The Board of Directors for the Lucas Museum of Narrative Arts elected this afternoon to pursue Los Angeles as the latest site for their troubled museum proposal.
The decision marks the third time the museum board has attempted to find a site for the $1 billion, MAD Architects-designed scheme. The firm’s initial San Francisco proposal was rebuffed in 2015. The team made a try for a site in Chicago, only to scrap the plans in the face of fierce opposition to the project by a local community group known as Friends of The Park.
Instead, Los Angeles’s Exposition Park, home to the Los Angeles Memorial Coliseum, California African American Museum, California Science Center, and the Museum of Natural History of Los Angeles County will now potentially host Lucas’s namesake museum.
The Los Angeles proposal was selected after the museum team made parallel pitches for a second site on San Francisco’s Treasure Island and one in L.A.’s Exposition Park.

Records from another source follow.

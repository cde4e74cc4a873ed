//! Configuration acquisition
//!
//! Pulls the polling configuration from the central registry by device
//! identity, with precedence hardware serial > MAC > IP (first match wins).
//! A successful fetch refreshes the local last-known-good cache; a failed
//! fetch falls back to that cache, and only when both are missing does the
//! caller see `ConfigUnavailable`.

use std::collections::BTreeMap;
use std::path::PathBuf;
use std::time::Duration;

use async_trait::async_trait;
use chrono::{DateTime, Utc};
use errors::{AgentError, AgentResult};
use serde::{Deserialize, Serialize};
use tracing::{debug, info, warn};

use crate::core::config::types::{
    default_data_points, DataPointSpec, Manufacturer, PlcDataType, PollingConfiguration,
};
use crate::core::identity::DeviceIdentity;
use crate::core::settings::AgentSettings;

/// Where a polling configuration comes from.
///
/// The scheduler depends on this seam rather than on the HTTP provider so
/// cycle behavior can be tested without a registry.
#[async_trait]
pub trait ConfigSource: Send + Sync {
    async fn fetch(&self, identity: &DeviceIdentity) -> AgentResult<PollingConfiguration>;
}

/// Equipment record as served by `GET /api/equipment/search`
#[derive(Debug, Deserialize)]
struct EquipmentRecord {
    equipment_id: String,
    manufacturer: String,
    #[serde(default)]
    plc_ip: Option<String>,
    #[serde(default)]
    port: Option<u16>,
    #[serde(default)]
    modbus_port: Option<u16>,
    #[serde(default)]
    interval: Option<u64>,
    #[serde(default)]
    synthetic: Option<bool>,
    #[serde(default)]
    max_retries: Option<u32>,
    #[serde(default)]
    connect_timeout_ms: Option<u64>,
    #[serde(default)]
    read_timeout_ms: Option<u64>,
}

/// Point record as served by `GET /api/equipment/{id}/plc_configs`
#[derive(Debug, Deserialize)]
struct PointRecord {
    data_type: String,
    #[serde(default)]
    enabled: bool,
    address: String,
    #[serde(default = "default_point_scale")]
    scale_factor: i64,
    #[serde(default = "default_point_type")]
    plc_data_type: String,
}

fn default_point_scale() -> i64 {
    1
}

fn default_point_type() -> String {
    "word".to_string()
}

/// On-disk shape of the last-known-good cache
#[derive(Debug, Serialize, Deserialize)]
struct CachedConfiguration {
    identity_key: String,
    fetched_at: DateTime<Utc>,
    config: PollingConfiguration,
}

/// HTTP-backed configuration provider with a JSON file cache
pub struct ConfigProvider {
    base_url: String,
    client: reqwest::Client,
    cache_path: PathBuf,
    defaults: AgentSettings,
}

impl ConfigProvider {
    pub fn new(settings: &AgentSettings) -> AgentResult<Self> {
        let client = reqwest::Client::builder()
            .timeout(Duration::from_secs(5))
            .build()?;
        Ok(Self {
            base_url: settings.config_source_url.trim_end_matches('/').to_string(),
            client,
            cache_path: settings.cache_path.clone(),
            defaults: settings.clone(),
        })
    }

    async fn fetch_remote(&self, identity: &DeviceIdentity) -> AgentResult<PollingConfiguration> {
        let lookups = [
            ("cpu_serial_number", identity.hardware_serial.as_str()),
            ("mac_address", identity.mac_address.as_str()),
            ("ip_address", identity.ip_address.as_str()),
        ];

        for (param, value) in lookups {
            let url = format!("{}/api/equipment/search", self.base_url);
            let response = self
                .client
                .get(&url)
                .query(&[(param, value)])
                .send()
                .await?;

            if response.status().is_success() {
                let record: EquipmentRecord = response.json().await?;
                debug!(
                    "Equipment matched by {}: {}",
                    param, record.equipment_id
                );
                return self.assemble(record).await;
            }
            debug!("No equipment match for {}={}", param, value);
        }

        Err(AgentError::ConfigUnavailable(
            "no equipment record matched device identity".to_string(),
        ))
    }

    /// Join the equipment record with its point list into one configuration.
    async fn assemble(&self, record: EquipmentRecord) -> AgentResult<PollingConfiguration> {
        let manufacturer: Manufacturer = record.manufacturer.parse()?;

        let url = format!(
            "{}/api/equipment/{}/plc_configs",
            self.base_url, record.equipment_id
        );
        let response = self.client.get(&url).send().await?;
        let points: Vec<PointRecord> = if response.status().is_success() {
            response.json().await?
        } else {
            Vec::new()
        };

        let mut data_points: BTreeMap<String, DataPointSpec> = BTreeMap::new();
        for point in points {
            let data_type = parse_plc_data_type(&point.plc_data_type)?;
            let scale = if point.scale_factor < 1 {
                1
            } else {
                point.scale_factor as u32
            };
            data_points.insert(
                point.data_type.clone(),
                DataPointSpec::new(point.data_type, point.address, data_type, scale, point.enabled),
            );
        }
        if data_points.is_empty() {
            // Freshly registered device: start with the canonical point set
            data_points = default_data_points();
        }

        // Keyence controllers speak Modbus on their own port
        let transport_port = match manufacturer {
            Manufacturer::Keyence => record.modbus_port.unwrap_or(self.defaults.modbus_port),
            _ => record.port.unwrap_or(self.defaults.plc_port),
        };

        let transport_host = record
            .plc_ip
            .filter(|host| !host.is_empty())
            .unwrap_or_else(|| self.defaults.plc_host.clone());

        Ok(PollingConfiguration {
            equipment_id: record.equipment_id,
            transport_host,
            transport_port,
            manufacturer,
            interval_ms: record.interval.unwrap_or(self.defaults.interval_ms),
            synthetic: record.synthetic,
            max_retries: record.max_retries,
            connect_timeout_ms: record.connect_timeout_ms,
            read_timeout_ms: record.read_timeout_ms,
            data_points,
        })
    }

    fn store_cache(&self, identity: &DeviceIdentity, config: &PollingConfiguration) {
        let cached = CachedConfiguration {
            identity_key: identity.hardware_serial.clone(),
            fetched_at: Utc::now(),
            config: config.clone(),
        };
        let result = (|| -> AgentResult<()> {
            if let Some(parent) = self.cache_path.parent() {
                if !parent.as_os_str().is_empty() {
                    std::fs::create_dir_all(parent)?;
                }
            }
            let json = serde_json::to_string_pretty(&cached)?;
            std::fs::write(&self.cache_path, json)?;
            Ok(())
        })();
        if let Err(e) = result {
            // Cache is best-effort; a broken disk must not stop polling
            warn!("Failed to write configuration cache: {}", e);
        }
    }

    fn load_cache(&self, identity: &DeviceIdentity) -> Option<PollingConfiguration> {
        let content = std::fs::read_to_string(&self.cache_path).ok()?;
        let cached: CachedConfiguration = serde_json::from_str(&content).ok()?;
        if cached.identity_key != identity.hardware_serial {
            warn!(
                "Configuration cache belongs to a different device ({}), ignoring",
                cached.identity_key
            );
            return None;
        }
        Some(cached.config)
    }
}

#[async_trait]
impl ConfigSource for ConfigProvider {
    async fn fetch(&self, identity: &DeviceIdentity) -> AgentResult<PollingConfiguration> {
        match self.fetch_remote(identity).await {
            Ok(config) => {
                self.store_cache(identity, &config);
                Ok(config)
            },
            Err(e) => {
                warn!("Remote configuration fetch failed: {}", e);
                match self.load_cache(identity) {
                    Some(config) => {
                        info!(
                            "Using cached configuration for {}",
                            config.equipment_id
                        );
                        Ok(config)
                    },
                    None => Err(AgentError::ConfigUnavailable(format!(
                        "remote fetch failed and no cached configuration exists: {}",
                        e
                    ))),
                }
            },
        }
    }
}

fn parse_plc_data_type(s: &str) -> AgentResult<PlcDataType> {
    match s.trim().to_ascii_lowercase().as_str() {
        "bit" => Ok(PlcDataType::Bit),
        "word" => Ok(PlcDataType::Word),
        "dword" => Ok(PlcDataType::Dword),
        "float32" => Ok(PlcDataType::Float32),
        other => Err(AgentError::InvalidConfig {
            field: "plc_data_type".to_string(),
            reason: format!("unknown data type '{}'", other),
        }),
    }
}

/// Fixed configuration source for tests and bench rigs.
pub struct StaticConfigSource {
    config: Option<PollingConfiguration>,
}

impl StaticConfigSource {
    pub fn new(config: PollingConfiguration) -> Self {
        Self {
            config: Some(config),
        }
    }

    /// A source that always reports `ConfigUnavailable`.
    pub fn unavailable() -> Self {
        Self { config: None }
    }
}

#[async_trait]
impl ConfigSource for StaticConfigSource {
    async fn fetch(&self, _identity: &DeviceIdentity) -> AgentResult<PollingConfiguration> {
        self.config
            .clone()
            .ok_or_else(|| AgentError::ConfigUnavailable("static source empty".to_string()))
    }
}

The new museum, if built, will be located along the city’s Expo Line light rail line, within proximity of the forthcoming Gensler-designed Los Angeles Football Club soccer stadium, and would cap a park already brimming with global cultural and entertainment destinations. In announcing their decision, the Lucas Foundation’s board of directors extolled the virtues of the urban park and its surrounding neighborhood, saying, “While each location offers many unique and wonderful attributes, South Los Angeles’s Promise Zone best positions the museum to have the greatest impact on the broader community, fulfilling our goal of inspiring, engaging and educating a broad and diverse visitorship.”
In an effort to preserve the green spaces of the park, the selected scheme will include public open space on its rooftop. Renderings for the proposal show the curvaceous museum located in a leafy, park setting topped with tufts of greenery. The museum also appears to gingerly touch the ground by coming down in a series of large, discrete piers.
It’s still unclear what sorts of developmental hurdles the museum will need to surpass prior to start construction, but the project clearly has a fan in L.A. mayor Eric Garcetti, who after learning of the decision, remarked to the Los Angeles Times, “It’s a natural place to have this museum in the creative capital of the world and in the geographic center of the city. It’s a banner day for L.A.”